Frankenstein, de Guillermo del Toro, arranca en la segunda mitad del siglo XIX, con un Preludio breve que dará paso a dos capítulos: la Historia de Víctor y la Historia de la creatura. A su tiempo sabremos que un segmento de ese 2º capítulo regresa al Preludio, del que forma parte, para dar cauce al cierre de los eventos, al interior de un gran barco nórdico y entre su tripulación de exploradores. Porque en efecto –desde su origen literario, de la pluma de Mary Shelley– los núcleos protagónicos del relato son el Dr. Víctor Frankenstein (Oscar Isaac) y su anhelado proyecto culmen: una creatura (Jacob Elordi) ensamblada de partes internas y externas de cadáveres diversos, animada de vida propia por el genio médico y científico de Frankenstein. Un Frankenstein obsesionado desde niño con dominar y vencer a la muerte, a partir de la pérdida de su adorada madre. Pero he aquí que ese emocionante, ilusionante, “éxito total”, se demuestra sólo aparente; porque la creatura no aprende ni se comporta como Víctor lo desea, exasperándolo al grado de la irritación extrema. Por su parte, la creatura crece en necesidades y sentimientos más y más íntimos, con lo que la ruptura entre “padre e hijo” se hace inevitable. Peor aún, la violencia de ese quiebre se sale de control, principalmente por el egocentrismo de Frankenstein, que sólo sabe y vive de sus propios dictados. Así pues, la mesa queda servida y dispuesta para la tragedia –incesantemente alimentada de dolor, venganza y pérdida– en la que por igual participa Harlander (Christoph Waltz), el adinerado mecenas de Víctor, así como William (Felix Kammerer) y Elizabeth (Mia Goth), el hermano menor de Víctor y su prometida.

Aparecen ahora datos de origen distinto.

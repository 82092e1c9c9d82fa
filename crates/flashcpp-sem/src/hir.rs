//! Constant expression evaluation (§4.5): enumerator values, array bounds,
//! `static_assert` conditions, and the type-trait/math intrinsics from §6.3.
//!
//! This module does not build a general abstract machine - constexpr here
//! only needs to cover what a compile-time context actually asks for.
//! `__builtin_va_start`/`__builtin_va_arg` are deliberately absent: they are
//! not constexpr-evaluable and are lowered directly by the code generator.

use flashcpp_lex::NumericValue;
use flashcpp_par::{Ast, CastKind, ExprId, ExprKind, SizeofOperand};
use flashcpp_util::{StringHandle, StringInterner};

use crate::infer::TypeResolver;
use crate::scope::NameEnv;
use crate::types::{TypeKind, TypeTable};

/// A pointer constant sufficient for pointer-comparison and address-of
/// constexpr contexts: the symbol it points into plus a byte offset. There
/// is no compile-time memory to actually read through.
#[derive(Debug, Clone, Copy, PartialEq, Eq)]
pub struct PointerConst {
    pub symbol: StringHandle,
    pub offset: i64,
}

#[derive(Debug, Clone, Copy, PartialEq)]
pub enum ConstValue {
    Int(i64),
    UInt(u64),
    Float(f64),
    Bool(bool),
    Nullptr,
    Pointer(PointerConst),
}

impl ConstValue {
    pub fn as_bool(&self) -> Option<bool> {
        match self {
            ConstValue::Bool(b) => Some(*b),
            ConstValue::Int(i) => Some(*i != 0),
            ConstValue::UInt(u) => Some(*u != 0),
            _ => None,
        }
    }

    pub fn as_i64(&self) -> Option<i64> {
        match self {
            ConstValue::Int(i) => Some(*i),
            ConstValue::UInt(u) => i64::try_from(*u).ok(),
            ConstValue::Bool(b) => Some(*b as i64),
            _ => None,
        }
    }

    pub fn as_u64(&self) -> Option<u64> {
        match self {
            ConstValue::UInt(u) => Some(*u),
            ConstValue::Int(i) if *i >= 0 => Some(*i as u64),
            ConstValue::Bool(b) => Some(*b as u64),
            _ => None,
        }
    }

    pub fn as_f64(&self) -> Option<f64> {
        match self {
            ConstValue::Float(f) => Some(*f),
            ConstValue::Int(i) => Some(*i as f64),
            ConstValue::UInt(u) => Some(*u as f64),
            _ => None,
        }
    }
}

#[derive(Debug, Clone, PartialEq, Eq)]
pub enum ConstEvalError {
    NotConstant,
    DivisionByZero,
    TypeMismatch,
    UnknownIntrinsic(StringHandle),
}

/// Evaluates constant expressions against a fully-built type table. Borrows
/// the table mutably because resolving a type-trait's type arguments can
/// register fresh `TypeIndex`es (e.g. a pointer type spelled only inside
/// the intrinsic call).
pub struct ConstEvaluator<'a> {
    pub ast: &'a Ast,
    pub table: &'a mut TypeTable,
    pub interner: &'a StringInterner,
}
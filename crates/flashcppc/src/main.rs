use std::process::ExitCode;

use clap::Parser;
use flashcppc::{run, Cli};
use tracing_subscriber::EnvFilter;

fn main() -> ExitCode {
    let cli = Cli::parse();

    let default_level = if cli.verbose { "debug" } else { "warn" };
    let filter = EnvFilter::try_from_env("FLASHCPP_LOG").unwrap_or_else(|_| EnvFilter::new(default_level));
    tracing_subscriber::fmt().with_env_filter(filter).with_writer(std::io::stderr).init();

    run(cli)
}
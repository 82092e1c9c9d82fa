//! Structured-binding-list parsing: `auto [a, b, c] = expr;` (§4.2).

use flashcpp_lex::PunctuatorKind;
use flashcpp_util::StringHandle;

use crate::Parser;

impl<'a> Parser<'a> {
    /// Parses `[a, b, c]`, assuming the caller already confirmed a `[`
    /// follows `auto` in a declaration, not a lambda capture or an array
    /// declarator.
    pub(crate) fn parse_structured_binding_list(&mut self) -> Option<Vec<StringHandle>> {
        self.expect_punct(PunctuatorKind::LBracket, "[")?;
        let mut names = Vec::new();
        loop {
            names.push(self.expect_ident()?);
            if !self.eat_punct(PunctuatorKind::Comma) {
                break;
            }
        }
        self.expect_punct(PunctuatorKind::RBracket, "]")?;
        Some(names)
    }
}

#[cfg(test)]
mod tests {
    use flashcpp_util::{Handler, StringInterner};

    use super::*;

    #[test]
    fn parses_binding_names_in_order() {
        let mut handler = Handler::new();
        let mut interner = StringInterner::new();
        let mut parser = Parser::new("[a, b, c]", &mut handler, &mut interner);
        let names = parser.parse_structured_binding_list().expect("parses");
        assert_eq!(names.len(), 3);
        assert!(!handler.has_errors());
    }

    #[test]
    fn missing_closing_bracket_reports_error() {
        let mut handler = Handler::new();
        let mut interner = StringInterner::new();
        let mut parser = Parser::new("[a, b", &mut handler, &mut interner);
        let _ = parser.parse_structured_binding_list();
        assert!(handler.has_errors());
    }
}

Del Toro ha concretado una gran adaptación, apropiándose de suficientes rasgos para hacerla autoral, genuinamente personal, sin traición a lo principal de su fuente, relativo a las consecuencias de intentar “lo que sólo a Dios corresponde”. La realización es impecable en todas sus facetas, al servicio de conseguir el arte, la ambientación y el retrato gótico perfectos para ser marco de una historia –la de del Toro– que a fin de cuentas tiene menos que ver con el perdón, que con perdonar como verbo. El desarrollo de cada personaje parte de matices: Frankenstein, con sus obsesiones e individualismo justificados por una infancia infeliz; la creatura, humanizada por bondad y sentimientos fraternos, que no impiden sus arranques de frustración e ira; Harlander, con su oculta agenda propia; William, escondiendo sus temores en el amor irrestricto por su hermano; y, sobre todo, la enigmática Elizabeth, atormentada por un alma y una sensibilidad desproporcionados para el entorno y mundo en que nació. Mucho de esto no está en la novela de Shelley, pero tampoco le es ajeno en esencia. Es resultado de un artista abrevando en la inspiración de otro, con el respeto –desde luego– como base ineludible, pero asumiendo igual la vital necesidad de la mirada propia. Adaptación que le dicen, pues: tanto de los códigos de un medio para transformarlos en los de otro, como de los rasgos creativos del artista original para la mayor concordancia posible con los del nuevo autor. Si Mary Shelley viera esta Frankenstein, ¿le daría su beneplácito convencido? Pienso que sí.
Y bien, cada vez que aparece una nueva película de Guillermo del Toro, se la menciona como “tal vez su mejor hasta la fecha”. Cuestión de opiniones, claro. En cuanto a mí, no sé si Frankenstein sea esa mejor de su filmografía, pero casi seguro es una de las que más he disfrutado, con al menos una decena de planos, e innumerables momentos, de belleza y/o fuerza descomunal, sin exagerar. Y me refiero a ese disfrute nacido de la admiración por la maestría: la maestría relativa a la claridad de intenciones del concepto; la maestría en la elección de los mejores caminos para materializarlo; la maestría sobre los detalles y su esencial aporte al resultado macro; la maestría, en fin, sobre el arte de hacer un cine memorable, y hasta eventualmente trascendente. Que nadie se pierda Frankenstein.